__TASK DIRECTIONS__: Each line in the data holding "Forbidden" should be listed.

__SUPPLIED RECORDS__:
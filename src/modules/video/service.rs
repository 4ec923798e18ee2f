use std::path::Path;

use bytes::Bytes;
use thiserror::Error;
use tracing::warn;
use uuid::Uuid;

use super::dto::{UploadAnalysis, VideoUploadResponse};
use super::model::{
    Video, ALLOWED_TYPES, DEFAULT_QUALITY, MAX_DURATION_SECONDS, MAX_FILE_SIZE, SUPPORTED_CODECS,
};
use super::repository::{NewVideo, VideoRepository};
use crate::media::probe::{choose_preferred_video_stream, MediaProbe, ProbeError, VideoStreamInfo};
use crate::modules::video::model::Quality;
use crate::ports::storage::{BlobStorage, StorageError};
use crate::ports::store::PersistenceError;
use crate::state::AppState;

#[derive(Debug, Error)]
pub enum UploadError {
    #[error("No file provided")]
    MissingFile,
    #[error("File size exceeds {}MB", MAX_FILE_SIZE / (1024 * 1024))]
    FileTooLarge,
    #[error("Invalid file type: {0}")]
    UnsupportedType(String),
    #[error("Video duration exceeds {max} seconds (detected {0})", max = MAX_DURATION_SECONDS)]
    DurationExceeded(f64),
    #[error("No video stream detected")]
    NoVideoStream,
    #[error("Unsupported video codec, supported: {}", SUPPORTED_CODECS.join(", "))]
    UnsupportedCodec,
    #[error("Unsupported video resolution: {0}p")]
    UnsupportedResolution(i32),
    #[error(transparent)]
    Probe(#[from] ProbeError),
    #[error(transparent)]
    Storage(#[from] StorageError),
    #[error(transparent)]
    Persistence(#[from] PersistenceError),
    #[error("failed to stage upload: {0}")]
    Io(#[from] std::io::Error),
}

#[derive(Debug, Error)]
pub enum VideoError {
    #[error("Video not found")]
    NotFound,
    #[error("You do not own this video")]
    Forbidden,
    #[error(transparent)]
    Persistence(#[from] PersistenceError),
}

pub struct UploadedFile {
    pub file_name: String,
    pub content_type: String,
    pub bytes: Bytes,
}

pub struct VideoService;

impl VideoService {
    /// Stages the upload to a temp file, probes it, enforces the upload-time
    /// validation rules, then stores the original in blob storage and inserts
    /// the catalog row.
    pub async fn upload(
        state: &AppState,
        owner_id: Uuid,
        upload: UploadedFile,
        title: String,
        description: Option<String>,
    ) -> Result<VideoUploadResponse, UploadError> {
        if upload.bytes.is_empty() {
            return Err(UploadError::MissingFile);
        }
        if upload.bytes.len() > MAX_FILE_SIZE {
            return Err(UploadError::FileTooLarge);
        }

        let mime: mime::Mime = upload
            .content_type
            .parse()
            .map_err(|_| UploadError::UnsupportedType(upload.content_type.clone()))?;
        if !ALLOWED_TYPES.contains(&mime.essence_str()) {
            return Err(UploadError::UnsupportedType(upload.content_type.clone()));
        }

        let video_id = Uuid::new_v4();
        let ext = if mime.subtype() == "quicktime" {
            "mov".to_string()
        } else {
            mime.subtype().as_str().to_string()
        };
        let safe_base = sanitize_file_stem(&upload.file_name);
        let base_name = format!("{}_{}", video_id, safe_base);

        let temp_dir = Path::new(&state.config.upload_dir)
            .join(owner_id.to_string())
            .join("temp");
        tokio::fs::create_dir_all(&temp_dir).await?;
        let temp_path = temp_dir.join(format!("{}.{}", base_name, ext));
        tokio::fs::write(&temp_path, &upload.bytes).await?;

        let result =
            Self::validate_and_store(state, owner_id, video_id, &temp_path, &upload, title, description, &base_name, &ext).await;

        if let Err(e) = tokio::fs::remove_file(&temp_path).await {
            warn!("Failed to clean up temp upload {:?}: {}", temp_path, e);
        }

        result
    }

    #[allow(clippy::too_many_arguments)]
    async fn validate_and_store(
        state: &AppState,
        owner_id: Uuid,
        video_id: Uuid,
        temp_path: &Path,
        upload: &UploadedFile,
        title: String,
        description: Option<String>,
        base_name: &str,
        ext: &str,
    ) -> Result<VideoUploadResponse, UploadError> {
        let meta = state.probe.probe(temp_path).await?;

        if meta.duration_seconds > MAX_DURATION_SECONDS {
            return Err(UploadError::DurationExceeded(meta.duration_seconds));
        }
        if meta.video_streams.is_empty() {
            return Err(UploadError::NoVideoStream);
        }

        let preferred = choose_preferred_video_stream(&meta.video_streams, SUPPORTED_CODECS)
            .ok_or(UploadError::UnsupportedCodec)?;
        let quality = detected_quality(preferred)?;
        let chosen_stream_index = preferred.index;

        let key = format!("{}/originals/{}.{}", owner_id, base_name, ext);
        state
            .storage
            .put_object(&key, upload.bytes.clone(), mime_essence(&upload.content_type))
            .await?;

        let video = VideoRepository::create(
            &state.db,
            NewVideo {
                id: video_id,
                owner_id,
                original_file_name: sanitize_file_stem(&upload.file_name),
                title,
                description,
                url: key,
                quality: quality.as_str().to_string(),
                duration_seconds: meta.duration_seconds,
                size_bytes: meta.size_bytes as i64,
            },
        )
        .await?;

        Ok(VideoUploadResponse {
            video,
            analysis: UploadAnalysis {
                format: meta.format_name.clone(),
                video_streams: meta.video_streams,
                chosen_stream_index,
            },
        })
    }

    pub async fn get_video(state: &AppState, owner_id: Uuid, id: Uuid) -> Result<Video, VideoError> {
        let video = VideoRepository::find_by_id(&state.db, id)
            .await?
            .ok_or(VideoError::NotFound)?;

        // Ownership fails closed.
        if video.owner_id != owner_id {
            return Err(VideoError::Forbidden);
        }

        Ok(video)
    }
}

/// Maps the chosen stream's height into the quality enumeration; a source
/// without height metadata falls back to the default label.
fn detected_quality(stream: &VideoStreamInfo) -> Result<Quality, UploadError> {
    match stream.height {
        Some(height) => {
            Quality::from_height(height).ok_or(UploadError::UnsupportedResolution(height))
        }
        None => Ok(DEFAULT_QUALITY),
    }
}

fn mime_essence(content_type: &str) -> &str {
    content_type.split(';').next().unwrap_or(content_type).trim()
}

/// Keeps word characters, dots and dashes; collapses everything else into a
/// single underscore so the name is safe as a storage key segment.
fn sanitize_file_stem(file_name: &str) -> String {
    let stem = Path::new(file_name)
        .file_stem()
        .and_then(|s| s.to_str())
        .unwrap_or("upload");

    let mut out = String::with_capacity(stem.len());
    let mut last_was_filler = false;
    for c in stem.chars() {
        if c.is_alphanumeric() || c == '_' || c == '.' || c == '-' {
            out.push(c);
            last_was_filler = false;
        } else if !last_was_filler {
            out.push('_');
            last_was_filler = true;
        }
    }
    out
}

__ANSWER TO THIS PROBLEM__:
    Forbidden,
            return Err(VideoError::Forbidden);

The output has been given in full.